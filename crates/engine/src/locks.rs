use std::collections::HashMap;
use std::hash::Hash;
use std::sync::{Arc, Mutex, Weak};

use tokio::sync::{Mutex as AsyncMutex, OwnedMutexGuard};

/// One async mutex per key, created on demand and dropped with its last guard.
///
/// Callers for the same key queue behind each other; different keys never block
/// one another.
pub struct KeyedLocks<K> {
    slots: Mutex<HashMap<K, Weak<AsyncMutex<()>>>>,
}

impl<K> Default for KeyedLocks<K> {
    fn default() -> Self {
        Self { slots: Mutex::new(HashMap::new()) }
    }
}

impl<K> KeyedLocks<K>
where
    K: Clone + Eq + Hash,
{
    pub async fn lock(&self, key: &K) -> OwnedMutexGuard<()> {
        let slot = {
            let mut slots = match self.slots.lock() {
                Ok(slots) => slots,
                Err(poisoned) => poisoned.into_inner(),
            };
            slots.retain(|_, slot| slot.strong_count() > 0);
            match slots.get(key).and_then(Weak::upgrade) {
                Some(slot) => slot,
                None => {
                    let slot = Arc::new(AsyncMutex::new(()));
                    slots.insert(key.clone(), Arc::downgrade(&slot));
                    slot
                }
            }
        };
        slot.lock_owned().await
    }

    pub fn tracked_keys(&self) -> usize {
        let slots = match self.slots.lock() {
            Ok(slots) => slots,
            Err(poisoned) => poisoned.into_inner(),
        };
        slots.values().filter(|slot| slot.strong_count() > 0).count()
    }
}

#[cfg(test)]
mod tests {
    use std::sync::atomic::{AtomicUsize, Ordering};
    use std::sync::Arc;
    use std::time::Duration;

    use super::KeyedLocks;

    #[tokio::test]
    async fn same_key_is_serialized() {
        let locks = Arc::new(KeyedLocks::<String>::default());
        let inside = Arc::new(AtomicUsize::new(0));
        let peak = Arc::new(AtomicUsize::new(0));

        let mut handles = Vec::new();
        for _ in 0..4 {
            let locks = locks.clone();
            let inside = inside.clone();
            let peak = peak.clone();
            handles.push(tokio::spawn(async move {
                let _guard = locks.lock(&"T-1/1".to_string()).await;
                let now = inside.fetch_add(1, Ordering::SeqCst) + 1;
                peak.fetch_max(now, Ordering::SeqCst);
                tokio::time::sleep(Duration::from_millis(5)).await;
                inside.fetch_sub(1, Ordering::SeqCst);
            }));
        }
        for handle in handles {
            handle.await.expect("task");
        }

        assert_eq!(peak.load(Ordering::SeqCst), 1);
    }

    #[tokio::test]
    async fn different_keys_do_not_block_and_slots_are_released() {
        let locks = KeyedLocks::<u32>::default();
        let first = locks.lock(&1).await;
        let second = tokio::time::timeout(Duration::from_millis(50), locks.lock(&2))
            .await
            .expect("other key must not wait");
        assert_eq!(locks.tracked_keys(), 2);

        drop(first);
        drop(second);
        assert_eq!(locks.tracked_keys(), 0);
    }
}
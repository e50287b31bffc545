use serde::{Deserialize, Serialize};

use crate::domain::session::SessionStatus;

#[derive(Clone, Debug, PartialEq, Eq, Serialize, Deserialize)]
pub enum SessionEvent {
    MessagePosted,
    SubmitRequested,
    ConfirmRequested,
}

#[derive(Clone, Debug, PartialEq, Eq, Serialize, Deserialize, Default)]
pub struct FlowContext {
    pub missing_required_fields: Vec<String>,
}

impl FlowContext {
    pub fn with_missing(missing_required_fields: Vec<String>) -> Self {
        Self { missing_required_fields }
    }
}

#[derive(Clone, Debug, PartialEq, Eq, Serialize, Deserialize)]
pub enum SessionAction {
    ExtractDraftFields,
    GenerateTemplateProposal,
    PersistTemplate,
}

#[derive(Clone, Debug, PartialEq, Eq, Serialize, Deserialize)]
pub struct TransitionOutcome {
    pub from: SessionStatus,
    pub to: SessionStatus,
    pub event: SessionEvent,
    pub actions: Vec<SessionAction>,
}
============
#### ASSIGNED TASK:
Scan the listing above. Gather each line that contains the word "poisoned".

#### RESPONSE FOR THIS EXERCISE:
                Err(poisoned) => poisoned.into_inner(),
            Err(poisoned) => poisoned.into_inner(),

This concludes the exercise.